Verifique se os parâmetros de configuração do experimento estão corretos antes de executá-lo. Se tudo estiver no lugar, inicie o experimento. Após o experimento, execute a análise dos dados conforme descrito no protocolo de texto.

Para a análise, a subtração da linha de base é realizada manualmente. A consistência nesta etapa é crucial para obter resultados comparáveis. Mostrado aqui um dado bruto representativo de uma execução experimental, incluindo o buffer e as varreduras de água.
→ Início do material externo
#[tokio::test]
async fn test_wait_for_property_times_out() {
    let (mock, path) = setup();
    let adapter = adapter(&mock, &path).await;

    let err = adapter
        .wait_for_property("Powered", |v| v.as_bool() == Some(true), Duration::from_millis(30))
        .await
        .unwrap_err();
    assert!(matches!(err, BluezError::Timeout));
    assert_eq!(mock.property_subscriptions(), 0);
}

#[tokio::test]
async fn test_close_ends_a_pending_wait() {
    let (mock, path) = setup();
    let adapter = adapter(&mock, &path).await;

    let (waited, ()) = tokio::join!(
        adapter.wait_for_property(
            "Powered",
            |v| v == &WireValue::Bool(true),
            Duration::from_secs(30)
        ),
        async {
            tokio::time::sleep(Duration::from_millis(10)).await;
            adapter.close();
        }
    );
    assert!(matches!(waited, Err(BluezError::Closed)), "{waited:?}");
    assert_eq!(mock.property_subscriptions(), 0);

    let err = adapter
        .wait_for_property("Powered", |_| true, Duration::from_secs(30))
        .await
        .unwrap_err();
    assert!(matches!(err, BluezError::Closed));
}

#[tokio::test]
async fn test_property_less_interfaces() {
    let mock = MockBus::new();
    let root = ObjectPath::new("/org/bluez").unwrap();
    mock.add_object(&root, interface::AGENT_MANAGER, PropertyMap::new());
    let agent_path = ObjectPath::new("/org/example/agent").unwrap();

    let manager = AgentManager1::new(mock.shared(), "org.bluez", root).await.unwrap();
    manager
        .register_agent(agent_path.clone(), "NoInputNoOutput".into())
        .await
        .unwrap();

    let calls = mock.calls();
    assert_eq!(calls[0].method, "RegisterAgent");
    assert_eq!(
        calls[0].args,
        vec![
            WireValue::ObjectPath(agent_path),
            WireValue::Str("NoInputNoOutput".into())
        ]
    );
}
//! The generic binding machinery.
//!
//! Everything here is interface-agnostic: the bus seam, wire values,
//! schemas, properties records and the [`Binding`](crate::Binding) that
//! ties them together.

pub(crate) mod binding;
pub(crate) mod bus;
pub(crate) mod object_manager;
pub(crate) mod record;
pub(crate) mod schema;
pub(crate) mod value;
//! GATT interfaces: manager, profile, service, characteristic, descriptor.

use crate::api::models::ObjectPath;
use crate::core::record::bluez_interface;
use crate::core::value::PropertyMap;
use crate::types::constants::interface;

bluez_interface! {
    /// `GattManager1` has no properties.
    pub struct GattManager1Properties for GattManager1 (interface::GATT_MANAGER) {}
    methods {
        /// Registers a local GATT application rooted at `application`.
        ///
        /// The application object must implement
        /// `org.freedesktop.DBus.ObjectManager`.
        "RegisterApplication" => fn register_application(application: ObjectPath, options: PropertyMap);
        "UnregisterApplication" => fn unregister_application(application: ObjectPath);
    }
}

bluez_interface! {
    /// A GATT profile: the service UUIDs BlueZ should auto-connect for.
    pub struct GattProfile1Properties for GattProfile1 (interface::GATT_PROFILE) {
        /// 128-bit GATT service UUIDs to auto connect.
        "UUIDs" => uuids: Vec<String> [READ_WRITE] get get_uuids, set set_uuids;
    }
    methods {
        /// Called by the daemon when it unregisters the profile.
        "Release" => fn release();
    }
}

bluez_interface! {
    pub struct GattService1Properties for GattService1 (interface::GATT_SERVICE) {
        "UUID" => uuid: String [READ] get get_uuid;
        "Primary" => primary: bool [READ] get get_primary;
        /// Device the service belongs to; absent for local services.
        "Device" => device: Option<ObjectPath> [READ] get get_device;
        /// Included services.
        "Includes" => includes: Vec<ObjectPath> [READ] get get_includes;
        "Handle" => handle: Option<u16> [READ] get get_handle;
    }
    methods {}
}

bluez_interface! {
    pub struct GattCharacteristic1Properties for GattCharacteristic1 (interface::GATT_CHARACTERISTIC) {
        "UUID" => uuid: String [READ] get get_uuid;
        /// Service the characteristic belongs to.
        "Service" => service: ObjectPath [READ] get get_service;
        /// Cached value, updated on reads and notifications.
        "Value" => value: Vec<u8> [READ] get get_value;
        "WriteAcquired" => write_acquired: Option<bool> [READ] get get_write_acquired;
        "NotifyAcquired" => notify_acquired: Option<bool> [READ] get get_notify_acquired;
        "Notifying" => notifying: Option<bool> [READ] get get_notifying;
        /// e.g. `read`, `write-without-response`, `notify`.
        "Flags" => flags: Vec<String> [READ] get get_flags;
        "Handle" => handle: Option<u16> [READ] get get_handle;
        "MTU" => mtu: Option<u16> [READ] get get_mtu;
    }
    methods {
        /// Reads the value. `options` may carry `offset`, `mtu` or `device`.
        "ReadValue" => fn read_value(options: PropertyMap) -> Vec<u8>;
        "WriteValue" => fn write_value(value: Vec<u8>, options: PropertyMap);
        "StartNotify" => fn start_notify();
        "StopNotify" => fn stop_notify();
        /// Confirms an indication.
        "Confirm" => fn confirm();
    }
}

bluez_interface! {
    pub struct GattDescriptor1Properties for GattDescriptor1 (interface::GATT_DESCRIPTOR) {
        "UUID" => uuid: String [READ] get get_uuid;
        "Characteristic" => characteristic: ObjectPath [READ] get get_characteristic;
        "Value" => value: Vec<u8> [READ] get get_value;
        "Flags" => flags: Vec<String> [READ] get get_flags;
        "Handle" => handle: Option<u16> [READ] get get_handle;
    }
    methods {
        "ReadValue" => fn read_value(options: PropertyMap) -> Vec<u8>;
        "WriteValue" => fn write_value(value: Vec<u8>, options: PropertyMap);
    }
}

#[cfg(test)]
mod tests {
    use super::*;
    use crate::core::record::PropertiesRecord;
    use crate::core::value::{WireType, WireValue};

    #[test]
    fn test_profile_map_round_trip() {
        let profile = GattProfile1Properties {
            uuids: vec!["0000180d-0000-1000-8000-00805f9b34fb".into()],
        };
        let map = profile.to_map();
        assert_eq!(
            map.get("UUIDs"),
            Some(&WireValue::StrList(profile.uuids.clone()))
        );
        assert_eq!(GattProfile1Properties::from_map(&map).unwrap(), profile);
    }

    #[test]
    fn test_characteristic_value_is_bytes() {
        let schema = GattCharacteristic1Properties::SCHEMA;
        assert_eq!(schema.property("Value").unwrap().wire_type, WireType::Bytes);
        let read = schema.method("ReadValue").unwrap();
        assert_eq!(read.in_signature(), "a{sv}");
        assert_eq!(read.reply, Some(WireType::Bytes));
        assert_eq!(schema.method("WriteValue").unwrap().in_signature(), "aya{sv}");
    }

    #[test]
    fn test_service_includes_are_paths() {
        let mut map = PropertyMap::new();
        map.insert("UUID".into(), WireValue::Str("180f".into()));
        map.insert(
            "Includes".into(),
            WireValue::PathList(vec![ObjectPath::new("/org/bluez/hci0/dev_AA/service0010").unwrap()]),
        );
        let service = GattService1Properties::from_map(&map).unwrap();
        assert_eq!(service.includes.len(), 1);
        assert_eq!(service.device, None);
    }
}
As amostras analisadas são toxinas em seus estados nativos e desintoxicados. As varreduras de amostra são processadas separadamente para derivar a temperatura de fusão e os valores de entalpia para cada amostra. Para o estado nativo, a temperatura de fusão é de 55,55 graus Celsius e a entalpia da toxina é de 3,157 vezes 10 elevado a quinta calorias por mol.

Por outro lado, a temperatura de fusão da toxina em seu estado desintoxicado é de 81,21 graus Celsius e a entalpia é de 3,656 vezes 10 elevado a quinta calorias por mol. A sobreposição dos dados processados da toxina em seus estados nativo e desintoxicado demonstra que a amostra desintoxicada é mais estável termicamente que seu estado nativo de acordo com os valores da temperatura de fusão. Também indica que o processo de desintoxicação introduz mudanças estruturais na estrutura terciária da toxina.

Ao tentar este procedimento, é importante lembrar de fornecer um suprimento adequado de detergente e água para evitar a contaminação cruzada da célula e da seringa, pois sua clareza é crucial para resultados precisos. Depois de assistir a este vídeo, você terá uma boa compreensão da calorimetria exploratória diferencial como método para avaliar a estabilidade térmica e a conformação de proteínas. Você também será capaz de fazer deduções significativas das corridas térmicas resultantes.

Seguindo este procedimento, outros métodos como o dicroísmo circular podem ser realizados para responder a perguntas adicionais sobre as mudanças nas estruturas secundárias durante o desdobramento. Os dados coletados para uma série de lotes do mesmo produto foram usados para criar linhas de base empíricas para examinar o impacto das mudanças no processo, formulação e condições de armazenamento na conformação da estrutura de antígenos proteicos para a produção de vacinas.